New data from Synergy Research Group found that just 20 metro areas worldwide accounted for 56% of retail colocation revenues.
Driven by edge compute requirements, IoT and cloud usage, colocation facilities are taking on increased importance for cloud providers, service providers and enterprises. In addition to being the meeting place for cloud and internet-based services, colocation facilities provide low latency connections to users at the edge.
Ranked by revenue generated in the first quarter of 2019, the top five metros were Tokyo, New York, London, Washington and Shanghai, which in aggregate accounted for 25% of the worldwide market, while the next 15 largest metro markets racked up another 31% of the market, according to Synergy Research Group.
Breaking down the numbers by region, the top 20 metros included eight in North America, seven in the APAC region, four in EMEA and one in Latin America.
In the first quarter, Equinix stood tall as the retail colocation market leader by revenue in 14 of the top 20 metros, with NTT being the only other operator to lead in more than one of the top metros.
The report said that the wholesale colocation was a different mix companies and ranking of metros, but the market was even more concentrated with the top 20 metros accounting for 71% of worldwide revenue. North America featured more prominently in wholesale and accounted for eleven of the top 20 metros. Digital Realty was the leader in eight of the top 20 wholesale markets while Global Switch was tops in three others.
Other colocation operators that feature heavily in the top 20 metros include 21Vianet, @Tokyo, China Telecom, CoreSite, CyrusOne, Interxion, KDDI, SingTel and QTS.
RELATED: Colocation services in North America to reach $25.5B this year
Synergy Research Group's latest data bore out a continuing trend. Over the last twelve quarters the top 20 metros' share of the worldwide retail colocation market has been relatively constant at around the 55-56% mark, despite a push to expand data center footprints and to build out more edge locations.

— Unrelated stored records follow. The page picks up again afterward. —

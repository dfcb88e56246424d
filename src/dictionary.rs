//! Dictionary: symbol tables plus the constraint graph over them.
//!
//! ## Constraints format
//!
//! Alternating non-blank lines: a single source character, then a line whose
//! characters (whitespace ignored) are the permitted targets for it.
//!
//! ```text
//! 1
//! tdт
//! 2
//! nн
//! ```
//!
//! ## Serialized format
//!
//! ```text
//! # mnemonic-kernel dictionary v1
//! # sha256 <hex digest of the body>
//! 1 td
//! 2 n
//! ```
//!
//! One body line per source, in handle order, with targets sorted by text.
//! Only the exact header line and the `# sha256 ` line are metadata, so `#`
//! is a valid source symbol. The digest line is optional when reading; when
//! present it must match the body.

use std::fmt;
use tracing::info;

use crate::canonical_content::{normalize_text, validate_content_hash, compute_content_hash, HashValidation};
use crate::frequency::FrequencyModel;
use crate::graph::ConstraintGraph;
use crate::types::{SourceId, SymbolTable, TargetId};

/// Header line of the serialized dictionary format.
pub const DICTIONARY_HEADER: &str = "# mnemonic-kernel dictionary v1";

const DIGEST_PREFIX: &str = "# sha256 ";

/// Error type for dictionary parsing.
#[derive(Debug, Clone, PartialEq, Eq, thiserror::Error)]
pub enum DictionaryError {
    /// A source line does not hold exactly one character.
    #[error("Line {line}: source must be a single character, got {token:?}")]
    MalformedSource {
        /// 1-based line number.
        line: usize,
        /// Offending line content.
        token: String,
    },
    /// A source line is not followed by a target line.
    #[error("Line {line}: source {symbol:?} has no target line")]
    DanglingSource {
        /// 1-based line number of the source.
        line: usize,
        /// Source symbol text.
        symbol: String,
    },
    /// A serialized entry has no targets.
    #[error("Line {line}: entry has no targets")]
    EmptyTargets {
        /// 1-based line number.
        line: usize,
    },
    /// The stored digest does not match the body.
    #[error("Dictionary digest mismatch: expected {expected}, computed {computed}")]
    HashMismatch {
        /// Digest stored in the file.
        expected: String,
        /// Digest of the body as read.
        computed: String,
    },
}

/// Source and target symbol tables with the constraint graph over them.
#[derive(Debug, Clone, Default)]
pub struct Dictionary {
    sources: SymbolTable<SourceId>,
    targets: SymbolTable<TargetId>,
    graph: ConstraintGraph,
}

impl Dictionary {
    /// Create an empty dictionary.
    pub fn new() -> Self {
        Self::default()
    }

    /// Source symbol table.
    pub fn sources(&self) -> &SymbolTable<SourceId> {
        &self.sources
    }

    /// Target symbol table.
    pub fn targets(&self) -> &SymbolTable<TargetId> {
        &self.targets
    }

    /// Current constraint graph.
    pub fn graph(&self) -> &ConstraintGraph {
        &self.graph
    }

    /// Replace the graph, e.g. with a resolved one.
    ///
    /// The new graph must use handles from this dictionary's tables.
    pub fn set_graph(&mut self, graph: ConstraintGraph) {
        self.graph = graph;
    }

    /// Load equality constraints, returning the number of edges read.
    pub fn load_constraints(&mut self, text: &str) -> Result<usize, DictionaryError> {
        let mut pending: Option<(usize, SourceId)> = None;
        let mut count = 0;

        for (idx, raw) in text.lines().enumerate() {
            let line_no = idx + 1;
            let line = raw.trim();
            if line.is_empty() {
                continue;
            }

            match pending.take() {
                None => {
                    let mut chars = line.chars();
                    let (Some(c), None) = (chars.next(), chars.next()) else {
                        return Err(DictionaryError::MalformedSource {
                            line: line_no,
                            token: line.to_string(),
                        });
                    };
                    pending = Some((line_no, self.sources.add_char(c)));
                }
                Some((_, source)) => {
                    for c in line.chars().filter(|c| !c.is_whitespace()) {
                        let target = self.targets.add_char(c);
                        self.graph.insert(source, target);
                        count += 1;
                    }
                }
            }
        }

        if let Some((line, source)) = pending {
            return Err(DictionaryError::DanglingSource {
                line,
                symbol: self.sources.text(source).to_string(),
            });
        }

        info!(
            constraints = count,
            sources = self.graph.num_sources(),
            targets = self.targets.len(),
            "Loaded equality constraints"
        );
        Ok(count)
    }

    /// Build the frequency model of this dictionary's targets from a corpus.
    pub fn frequency_model(&self, corpus: &str) -> FrequencyModel {
        FrequencyModel::from_corpus(corpus, &self.targets)
    }

    /// Encode text as source symbols, one per character.
    ///
    /// Characters never seen before are interned as new source symbols.
    pub fn encode(&mut self, text: &str) -> Vec<SourceId> {
        text.chars().map(|c| self.sources.add_char(c)).collect()
    }

    /// Render encoded symbols through the current mapping.
    ///
    /// A source with one target renders as that target, several targets as
    /// `{abc}`, and a source without targets as its own text.
    pub fn spell(&self, encoded: &[SourceId]) -> String {
        let mut out = String::new();
        for source in encoded {
            match self.graph.targets(*source).filter(|set| !set.is_empty()) {
                Some(set) if set.len() == 1 => {
                    set.iter().for_each(|t| out.push_str(self.targets.text(*t)));
                }
                Some(set) => {
                    out.push('{');
                    set.iter().for_each(|t| out.push_str(self.targets.text(*t)));
                    out.push('}');
                }
                None => out.push_str(self.sources.text(*source)),
            }
        }
        out
    }

    /// Targets of a source, concatenated in handle order.
    pub fn target_string(&self, source: SourceId) -> String {
        self.graph
            .targets(source)
            .map(|set| set.iter().map(|t| self.targets.text(*t)).collect())
            .unwrap_or_default()
    }

    /// Serialize the mapping to the dictionary text format.
    pub fn to_text(&self) -> String {
        let body = self.body();
        format!(
            "{}\n{}{}\n{}",
            DICTIONARY_HEADER,
            DIGEST_PREFIX,
            compute_content_hash(&body),
            body
        )
    }

    /// Parse a dictionary from the text format.
    pub fn from_text(text: &str) -> Result<Self, DictionaryError> {
        let mut digest: Option<&str> = None;
        let mut body_lines: Vec<(usize, &str)> = Vec::new();

        for (idx, raw) in text.lines().enumerate() {
            let line = raw.trim();
            if line.is_empty() {
                continue;
            }
            if line == DICTIONARY_HEADER {
                continue;
            }
            if let Some(d) = line.strip_prefix(DIGEST_PREFIX) {
                digest = Some(d.trim());
                continue;
            }
            body_lines.push((idx + 1, line));
        }

        let body: String = body_lines.iter().map(|(_, l)| format!("{}\n", l)).collect();
        if let HashValidation::Mismatch { expected, computed } = validate_content_hash(&body, digest) {
            return Err(DictionaryError::HashMismatch { expected, computed });
        }

        let mut dictionary = Self::new();
        for (line_no, line) in body_lines {
            let mut chars = line.chars();
            let source_char = chars.next().ok_or(DictionaryError::EmptyTargets { line: line_no })?;
            let rest = chars.as_str();
            if rest.trim().is_empty() {
                return Err(DictionaryError::EmptyTargets { line: line_no });
            }
            if !rest.starts_with(char::is_whitespace) {
                return Err(DictionaryError::MalformedSource {
                    line: line_no,
                    token: line.split_whitespace().next().unwrap_or(line).to_string(),
                });
            }

            let source = dictionary.sources.add_char(source_char);
            for c in rest.chars().filter(|c| !c.is_whitespace()) {
                let target = dictionary.targets.add_char(c);
                dictionary.graph.insert(source, target);
            }
        }
        Ok(dictionary)
    }

    fn body(&self) -> String {
        let mut body = String::new();
        for (source, targets) in self.graph.iter() {
            let mut names: Vec<&str> = targets.iter().map(|t| self.targets.text(*t)).collect();
            names.sort_unstable();
            body.push_str(self.sources.text(source));
            body.push(' ');
            body.push_str(&names.concat());
            body.push('\n');
        }
        normalize_text(&body) + "\n"
    }
}

impl fmt::Display for Dictionary {
    fn fmt(&self, f: &mut fmt::Formatter<'_>) -> fmt::Result {
        for (source, targets) in self.graph.iter() {
            let names: Vec<&str> = targets.iter().map(|t| self.targets.text(*t)).collect();
            writeln!(f, "{} = [{}]", self.sources.text(source), names.join(", "))?;
        }
        Ok(())
    }
}

#[cfg(test)]
mod tests {
    use super::*;

    fn loaded(text: &str) -> Dictionary {
        let mut dictionary = Dictionary::new();
        dictionary.load_constraints(text).unwrap();
        dictionary
    }

    #[test]
    fn test_load_constraints() {
        let mut dictionary = Dictionary::new();
        let count = dictionary.load_constraints("1\nab\n\n2\nb c\n").unwrap();

        assert_eq!(count, 4);
        assert_eq!(dictionary.sources().len(), 2);
        assert_eq!(dictionary.targets().len(), 3);
        let two = dictionary.sources().find("2").unwrap();
        assert_eq!(dictionary.target_string(two), "bc");
    }

    #[test]
    fn test_load_non_latin_constraints() {
        let dictionary = loaded("1\nжш\n");
        let one = dictionary.sources().find("1").unwrap();
        assert_eq!(dictionary.graph().targets(one).unwrap().len(), 2);
        assert!(dictionary.targets().find("ж").is_some());
    }

    #[test]
    fn test_multi_char_source_is_malformed() {
        let mut dictionary = Dictionary::new();
        let err = dictionary.load_constraints("12\nab\n").unwrap_err();
        assert_eq!(
            err,
            DictionaryError::MalformedSource { line: 1, token: "12".to_string() }
        );
    }

    #[test]
    fn test_dangling_source() {
        let mut dictionary = Dictionary::new();
        let err = dictionary.load_constraints("1\nab\n2\n").unwrap_err();
        assert_eq!(
            err,
            DictionaryError::DanglingSource { line: 3, symbol: "2".to_string() }
        );
    }

    #[test]
    fn test_encode_returns_symbols_in_order() {
        let mut dictionary = loaded("1\na\n2\nb\n3\nc\n");
        let expected: Vec<_> = ["1", "2", "3"]
            .iter()
            .map(|s| dictionary.sources().find(s).unwrap())
            .collect();

        assert_eq!(dictionary.encode("123"), expected);
    }

    #[test]
    fn test_encode_interns_unknown_characters() {
        let mut dictionary = loaded("1\na\n");
        let encoded = dictionary.encode("19");

        assert_eq!(encoded.len(), 2);
        assert_eq!(dictionary.sources().len(), 2);
        assert_eq!(dictionary.spell(&encoded), "a9");
    }

    #[test]
    fn test_spell_shows_alternatives() {
        let mut dictionary = loaded("1\nab\n2\nc\n");
        let encoded = dictionary.encode("21");
        assert_eq!(dictionary.spell(&encoded), "c{ab}");
    }

    #[test]
    fn test_text_round_trip() {
        let original = loaded("1\nab\n2\nжc\n");
        let text = original.to_text();
        let restored = Dictionary::from_text(&text).unwrap();

        assert_eq!(restored.to_text(), text);
        assert_eq!(restored.graph().num_edges(), 4);
        let two = restored.sources().find("2").unwrap();
        assert_eq!(restored.target_string(two), "cж");
    }

    #[test]
    fn test_text_round_trip_with_hash_source() {
        let original = loaded("#\nab\n1\nc\n");
        let text = original.to_text();
        assert!(text.contains("\n# ab\n"));

        let restored = Dictionary::from_text(&text).unwrap();
        assert_eq!(restored.to_text(), text);
        assert_eq!(restored.graph().num_edges(), 3);
        let hash = restored.sources().find("#").unwrap();
        assert_eq!(restored.target_string(hash), "ab");
    }

    #[test]
    fn test_text_is_stable_across_round_trips() {
        // Reading back interns b before a.
        let mut dictionary = loaded("1\nab\n2\nab\n");
        let one = dictionary.sources().find("1").unwrap();
        let a = dictionary.targets().find("a").unwrap();
        let graph = dictionary.graph().without_edge(one, a).unwrap();
        dictionary.set_graph(graph);

        let first = dictionary.to_text();
        let second = Dictionary::from_text(&first).unwrap().to_text();
        let third = Dictionary::from_text(&second).unwrap().to_text();

        assert!(first.contains("\n2 ab\n"));
        assert_eq!(second, first);
        assert_eq!(third, first);
    }

    #[test]
    fn test_from_text_without_digest() {
        let restored = Dictionary::from_text("1 ab\n2 c\n").unwrap();
        assert_eq!(restored.graph().num_edges(), 3);
    }

    #[test]
    fn test_from_text_detects_tampering() {
        let text = loaded("1\nab\n").to_text().replace("1 ab", "1 abz");
        assert!(matches!(
            Dictionary::from_text(&text),
            Err(DictionaryError::HashMismatch { .. })
        ));
    }

    #[test]
    fn test_from_text_rejects_empty_entry() {
        assert_eq!(
            Dictionary::from_text("1 ab\n2\n").unwrap_err(),
            DictionaryError::EmptyTargets { line: 2 }
        );
    }

    #[test]
    fn test_display_dump() {
        let dictionary = loaded("1\nab\n");
        assert_eq!(dictionary.to_string(), "1 = [a, b]\n");
    }
}
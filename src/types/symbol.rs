//! Symbol handles and interning tables.

use serde::{Deserialize, Serialize};
use std::collections::BTreeMap;
use std::fmt;

/// Handle type stored in a [`SymbolTable`].
///
/// Handles are dense indices allocated in intern order, so ordering by
/// handle is ordering by first sighting.
pub trait SymbolHandle: Copy + Ord + fmt::Debug {
    /// Build a handle from its table index.
    fn from_index(index: u32) -> Self;

    /// Index of this handle in its table.
    fn index(self) -> usize;
}

/// Handle of a source symbol (an element of the alphabet being encoded).
#[derive(Debug, Clone, Copy, PartialEq, Eq, PartialOrd, Ord, Hash, Serialize, Deserialize)]
pub struct SourceId(u32);

/// Handle of a target symbol (an element of the output alphabet).
#[derive(Debug, Clone, Copy, PartialEq, Eq, PartialOrd, Ord, Hash, Serialize, Deserialize)]
pub struct TargetId(u32);

impl SymbolHandle for SourceId {
    fn from_index(index: u32) -> Self {
        Self(index)
    }

    fn index(self) -> usize {
        self.0 as usize
    }
}

impl SymbolHandle for TargetId {
    fn from_index(index: u32) -> Self {
        Self(index)
    }

    fn index(self) -> usize {
        self.0 as usize
    }
}

impl fmt::Display for SourceId {
    fn fmt(&self, f: &mut fmt::Formatter<'_>) -> fmt::Result {
        write!(f, "s{}", self.0)
    }
}

impl fmt::Display for TargetId {
    fn fmt(&self, f: &mut fmt::Formatter<'_>) -> fmt::Result {
        write!(f, "t{}", self.0)
    }
}

/// Interning table mapping symbol text to stable handles.
///
/// Equal text always yields the same handle within one table. Symbols are
/// never removed, so a handle stays valid for the lifetime of the table.
#[derive(Debug, Clone)]
pub struct SymbolTable<H: SymbolHandle> {
    /// Text -> handle lookup.
    by_text: BTreeMap<String, H>,
    /// Handle index -> text.
    texts: Vec<String>,
}

impl<H: SymbolHandle> Default for SymbolTable<H> {
    fn default() -> Self {
        Self {
            by_text: BTreeMap::new(),
            texts: Vec::new(),
        }
    }
}

impl<H: SymbolHandle> SymbolTable<H> {
    /// Create an empty table.
    pub fn new() -> Self {
        Self::default()
    }

    /// Look up a symbol without interning it.
    pub fn find(&self, text: &str) -> Option<H> {
        self.by_text.get(text).copied()
    }

    /// Look up a single-character symbol without interning it.
    pub fn find_char(&self, c: char) -> Option<H> {
        let mut buf = [0u8; 4];
        self.find(c.encode_utf8(&mut buf))
    }

    /// Intern a symbol, returning the existing handle if already present.
    pub fn add(&mut self, text: &str) -> H {
        if let Some(handle) = self.find(text) {
            return handle;
        }
        let handle = H::from_index(self.texts.len() as u32);
        self.texts.push(text.to_string());
        self.by_text.insert(text.to_string(), handle);
        handle
    }

    /// Intern a single-character symbol.
    pub fn add_char(&mut self, c: char) -> H {
        let mut buf = [0u8; 4];
        self.add(c.encode_utf8(&mut buf))
    }

    /// Text of an interned symbol.
    ///
    /// Returns an empty string for handles that did not come from this table.
    pub fn text(&self, handle: H) -> &str {
        self.texts.get(handle.index()).map(String::as_str).unwrap_or("")
    }

    /// Number of interned symbols.
    pub fn len(&self) -> usize {
        self.texts.len()
    }

    /// Whether the table is empty.
    pub fn is_empty(&self) -> bool {
        self.texts.is_empty()
    }

    /// Iterate over `(handle, text)` in intern order.
    pub fn iter(&self) -> impl Iterator<Item = (H, &str)> + '_ {
        self.texts
            .iter()
            .enumerate()
            .map(|(i, text)| (H::from_index(i as u32), text.as_str()))
    }
}

#[cfg(test)]
mod tests {
    use super::*;

    #[test]
    fn test_add_is_idempotent() {
        let mut table: SymbolTable<SourceId> = SymbolTable::new();
        let a = table.add("1");
        let b = table.add("1");
        assert_eq!(a, b);
        assert_eq!(table.len(), 1);
    }

    #[test]
    fn test_find_has_no_side_effect() {
        let mut table: SymbolTable<TargetId> = SymbolTable::new();
        assert!(table.find("a").is_none());
        assert!(table.is_empty());

        let a = table.add("a");
        assert_eq!(table.find("a"), Some(a));
        assert_eq!(table.find_char('a'), Some(a));
    }

    #[test]
    fn test_handles_follow_intern_order() {
        let mut table: SymbolTable<TargetId> = SymbolTable::new();
        let z = table.add_char('z');
        let a = table.add_char('a');
        assert!(z < a);

        let texts: Vec<_> = table.iter().map(|(_, t)| t.to_string()).collect();
        assert_eq!(texts, vec!["z", "a"]);
    }

    #[test]
    fn test_non_latin_symbols() {
        let mut table: SymbolTable<TargetId> = SymbolTable::new();
        let zhe = table.add_char('ж');
        assert_eq!(table.text(zhe), "ж");
        assert_eq!(table.find("ж"), Some(zhe));
    }
}
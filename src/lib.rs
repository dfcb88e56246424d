//! # mnemonic-kernel
//!
//! Frequency-balanced mnemonic dictionary construction.
//!
//! The kernel answers one question:
//!
//! > Given which letters each digit *may* stand for, which letters *should*
//! > it stand for so that no letter is shared and every digit carries a
//! > similar share of real-word letter frequency?
//!
//! ## Core Contract
//!
//! 1. Load equality constraints into a many-to-many constraint graph
//! 2. Measure target-symbol frequencies in a reference word list
//! 3. Greedily remove conflicting edges, always keeping at least one target
//!    per source, until no target is shared or no acceptable move remains
//! 4. Report the outcome explicitly: resolved, stuck, or iteration limit
//!
//! ## Architecture
//!
//! ```text
//! constraints ─→ Dictionary ─→ ConstraintGraph ─┐
//!                    │                          ├─→ GreedyResolver ─→ Resolution ─→ Report
//! word list ───→ FrequencyModel ────────────────┘        ↑
//!                                         conflicts() + fitness()
//! ```
//!
//! ## Determinism Guarantees
//!
//! - Symbol handles are allocated in intern order
//! - Graphs iterate in handle order (BTreeMap/BTreeSet)
//! - Conflict lists and candidate ties resolve by handle order

#![warn(missing_docs)]
#![warn(clippy::all)]

pub mod types;
pub mod graph;
pub mod frequency;
pub mod policy;
pub mod conflicts;
pub mod resolver;
pub mod dictionary;
pub mod report;
pub mod pipeline;
pub mod canonical;
pub mod canonical_content;

// Re-exports
pub use types::{SymbolHandle, SymbolTable, SourceId, TargetId, Edge, Conflict};
pub use graph::{ConstraintGraph, GraphError, InverseIndex};
pub use frequency::{FrequencyModel, FrequencyCounter};
pub use policy::{ResolverPolicyV1, StuckFallback, fitness, source_probabilities, cosine_similarity};
pub use conflicts::{conflicts, conflict_mass};
pub use resolver::{
    GreedyResolver, Resolution, ResolutionCandidate, IterationRecord,
    Outcome, ResolverState, ResolverError,
};
pub use dictionary::{Dictionary, DictionaryError, DICTIONARY_HEADER};
pub use report::{ResolutionReport, MappingEntry, SourceBalance, ConflictEntry};
pub use pipeline::{Pipeline, PipelineOutput, PipelineError, read_text};
pub use canonical::{to_canonical_bytes, canonical_hash, canonical_hash_hex};
pub use canonical_content::{
    CANONICAL_CONTENT_VERSION, decode_input, normalize_text,
    compute_content_hash, validate_content_hash, HashValidation,
};

/// Schema version for reports and serialized dictionaries.
/// Increment on breaking changes to any schema type.
pub const MNEMONIC_KERNEL_SCHEMA_VERSION: &str = "1.0.0";

/// Default policy version identifier.
pub const DEFAULT_POLICY_VERSION: &str = "resolver_policy_v1";
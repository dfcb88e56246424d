//! Greedy conflict resolver.
//!
//! The resolver removes one conflicting edge per iteration, choosing the
//! removal that most improves fitness, until the mapping is conflict-free or
//! no acceptable move remains.

use serde::{Deserialize, Serialize};
use tracing::{debug, info, warn};

use crate::conflicts::{conflict_mass, conflicts};
use crate::frequency::FrequencyModel;
use crate::graph::{ConstraintGraph, GraphError};
use crate::policy::{fitness, ResolverPolicyV1, StuckFallback};
use crate::types::{Conflict, Edge};

/// Error type for resolver operations.
#[derive(Debug, thiserror::Error)]
pub enum ResolverError {
    /// Graph error (should never happen - candidates are pre-filtered).
    #[error("Internal graph error: {0}")]
    Graph(#[from] GraphError),
}

/// Resolver state machine.
#[derive(Debug, Clone, Copy, PartialEq, Eq, Serialize, Deserialize)]
#[serde(rename_all = "snake_case")]
pub enum ResolverState {
    /// Conflicts present, moves still being made.
    Active,
    /// No conflicts remain.
    Done,
    /// Conflicts remain and no acceptable move exists.
    Stuck,
}

/// How a resolution run ended.
#[derive(Debug, Clone, PartialEq, Eq, Serialize, Deserialize)]
#[serde(tag = "kind", rename_all = "snake_case")]
pub enum Outcome {
    /// The mapping is conflict-free.
    Resolved,
    /// No acceptable candidate was found.
    Stuck {
        /// Conflicts left in the final mapping.
        conflicts: Vec<Conflict>,
    },
    /// The iteration cap was reached.
    IterationLimit {
        /// Conflicts left in the final mapping.
        conflicts: Vec<Conflict>,
    },
}

impl Outcome {
    /// Whether the run ended conflict-free.
    pub fn is_resolved(&self) -> bool {
        matches!(self, Self::Resolved)
    }

    /// Terminal state of the state machine.
    pub fn state(&self) -> ResolverState {
        match self {
            Self::Resolved => ResolverState::Done,
            Self::Stuck { .. } | Self::IterationLimit { .. } => ResolverState::Stuck,
        }
    }

    /// Conflicts left unresolved (empty when resolved).
    pub fn remaining_conflicts(&self) -> &[Conflict] {
        match self {
            Self::Resolved => &[],
            Self::Stuck { conflicts } | Self::IterationLimit { conflicts } => conflicts,
        }
    }

    /// Short label for reports and logs.
    pub fn label(&self) -> &'static str {
        match self {
            Self::Resolved => "resolved",
            Self::Stuck { .. } => "stuck",
            Self::IterationLimit { .. } => "iteration_limit",
        }
    }
}

/// One committed move.
#[derive(Debug, Clone, PartialEq, Serialize, Deserialize)]
pub struct IterationRecord {
    /// Zero-based iteration number.
    pub iteration: usize,
    /// Number of conflicting targets before the move.
    pub conflicts: usize,
    /// Total surplus claims before the move.
    pub conflict_mass: usize,
    /// Fitness of the mapping before the move.
    pub baseline_fitness: f64,
    /// Edge removed by the move.
    pub removed: Edge,
    /// Score of the committed candidate.
    pub candidate_fitness: f64,
    /// Number of candidates scored this iteration.
    pub candidates_evaluated: usize,
    /// Whether the move was committed by the stuck fallback.
    pub forced: bool,
}

/// Result of a resolution run.
#[derive(Debug, Clone)]
pub struct Resolution {
    /// Final mapping.
    pub graph: ConstraintGraph,
    /// How the run ended.
    pub outcome: Outcome,
    /// Committed moves, in order.
    pub history: Vec<IterationRecord>,
}

impl Resolution {
    /// Number of committed moves.
    pub fn iterations(&self) -> usize {
        self.history.len()
    }

    /// Number of moves committed by the stuck fallback.
    pub fn forced_moves(&self) -> usize {
        self.history.iter().filter(|r| r.forced).count()
    }
}

/// Candidate mapping with one edge removed, and its score.
#[derive(Debug, Clone)]
pub struct ResolutionCandidate {
    /// Edge removed from the current mapping.
    pub removed: Edge,
    /// Fitness of the candidate mapping.
    pub fitness: f64,
    /// Copy-on-write snapshot of the candidate mapping.
    pub graph: ConstraintGraph,
}

/// Greedy conflict resolver.
///
/// ## Algorithm
///
/// 1. Compute conflicts; stop if none
/// 2. Score the current mapping (baseline)
/// 3. Recompute the inverse index from the current mapping
/// 4. For every conflicting target and every claiming source that keeps at
///    least one other edge, score the mapping without that edge
/// 5. Commit the best candidate that beats the baseline; otherwise apply
///    the policy fallback or stop as stuck
/// 6. Repeat, up to `max_iterations` commits
///
/// Each commit removes exactly one edge, so a run never makes more moves
/// than the graph has edges.
#[derive(Debug, Clone, Default)]
pub struct GreedyResolver {
    policy: ResolverPolicyV1,
}

impl GreedyResolver {
    /// Create a resolver with the given policy.
    pub fn new(policy: ResolverPolicyV1) -> Self {
        Self { policy }
    }

    /// Get the policy.
    pub fn policy(&self) -> &ResolverPolicyV1 {
        &self.policy
    }

    /// State of a freshly loaded graph.
    pub fn initial_state(graph: &ConstraintGraph) -> ResolverState {
        if conflicts(graph).is_empty() {
            ResolverState::Done
        } else {
            ResolverState::Active
        }
    }

    /// Score every allowed single-edge removal, best first.
    ///
    /// Ties keep enumeration order: conflicts by count then target handle,
    /// sources by handle.
    pub fn candidates(
        &self,
        graph: &ConstraintGraph,
        model: &FrequencyModel,
        current: &[Conflict],
    ) -> Result<Vec<ResolutionCandidate>, ResolverError> {
        let inverse = graph.inverse_index();
        let mut candidates = Vec::new();

        for conflict in current {
            let Some(claimants) = inverse.get(&conflict.target) else {
                continue;
            };
            for &source in claimants {
                let removable = graph.targets(source).map(|t| t.len() > 1).unwrap_or(false);
                if !removable {
                    continue;
                }
                let candidate = graph.without_edge(source, conflict.target)?;
                let score = fitness(&candidate, model, 1, &self.policy);
                debug!(
                    edge_source = %source,
                    edge_target = %conflict.target,
                    fitness = score,
                    "Scored candidate removal"
                );
                candidates.push(ResolutionCandidate {
                    removed: Edge::new(source, conflict.target),
                    fitness: score,
                    graph: candidate,
                });
            }
        }

        candidates.sort_by(|a, b| {
            b.fitness
                .partial_cmp(&a.fitness)
                .unwrap_or(std::cmp::Ordering::Equal)
        });
        Ok(candidates)
    }

    /// Run the resolver to termination.
    pub fn resolve(
        &self,
        graph: ConstraintGraph,
        model: &FrequencyModel,
    ) -> Result<Resolution, ResolverError> {
        let mut graph = graph;
        let mut history: Vec<IterationRecord> = Vec::new();

        let outcome = loop {
            let current = conflicts(&graph);
            if current.is_empty() {
                break Outcome::Resolved;
            }
            if history.len() >= self.policy.max_iterations {
                warn!(
                    max_iterations = self.policy.max_iterations,
                    conflicts = current.len(),
                    "Iteration limit reached"
                );
                break Outcome::IterationLimit { conflicts: current };
            }

            let baseline = fitness(&graph, model, 0, &self.policy);
            info!(
                iteration = history.len(),
                conflicts = current.len(),
                fitness = baseline,
                "Resolver iteration"
            );

            let candidates = self.candidates(&graph, model, &current)?;
            let candidates_evaluated = candidates.len();

            let Some(best) = candidates.into_iter().next() else {
                warn!(conflicts = current.len(), "No removable edge left");
                break Outcome::Stuck { conflicts: current };
            };

            let forced = best.fitness <= baseline;
            if forced {
                match self.policy.fallback {
                    StuckFallback::Halt => {
                        warn!(
                            conflicts = current.len(),
                            best_fitness = best.fitness,
                            baseline = baseline,
                            "No improving move"
                        );
                        break Outcome::Stuck { conflicts: current };
                    }
                    StuckFallback::ForceBest => {
                        warn!(
                            edge_source = %best.removed.source,
                            edge_target = %best.removed.target,
                            fitness = best.fitness,
                            baseline = baseline,
                            "No improving move, forcing best candidate"
                        );
                    }
                }
            }

            history.push(IterationRecord {
                iteration: history.len(),
                conflicts: current.len(),
                conflict_mass: conflict_mass(&current),
                baseline_fitness: baseline,
                removed: best.removed,
                candidate_fitness: best.fitness,
                candidates_evaluated,
                forced,
            });
            graph = best.graph;
        };

        info!(
            outcome = outcome.label(),
            iterations = history.len(),
            edges = graph.num_edges(),
            "Resolution finished"
        );

        Ok(Resolution { graph, outcome, history })
    }
}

Among the top 20 metros, those with the highest retail colocation growth rates (measured in local currencies) were Sao Paulo, Sydney, Beijing, Shanghai and Frankfurt, all of which had a rolling annualized growth rate of over 15%. While the U.S. didn’t feature among the highest growth metros for retail colocation, on the wholesale side both Washington/Northern Virginia and Silicon Valley are growing at double-digit rates.
“We continue to see robust demand for colocation across the board, with the standout regional growth numbers coming from APAC and the highest segment-level growth coming from colocation services for hyperscale operators,” said John Dinsdale, a chief analyst and research director at Synergy Research Group, in a prepared statement. “It is particularly noteworthy that the market remains concentrated around the most important economic hubs, reflecting the importance of proximity to major customers.
"Hyperscale operators often focus their own large data center builds away from the major metros, in areas where real estate prices and operating costs are much lower, so they too will increasingly rely on colocation providers to help target clients in key metros. The large metros will maintain their share of the colocation market over the coming years.”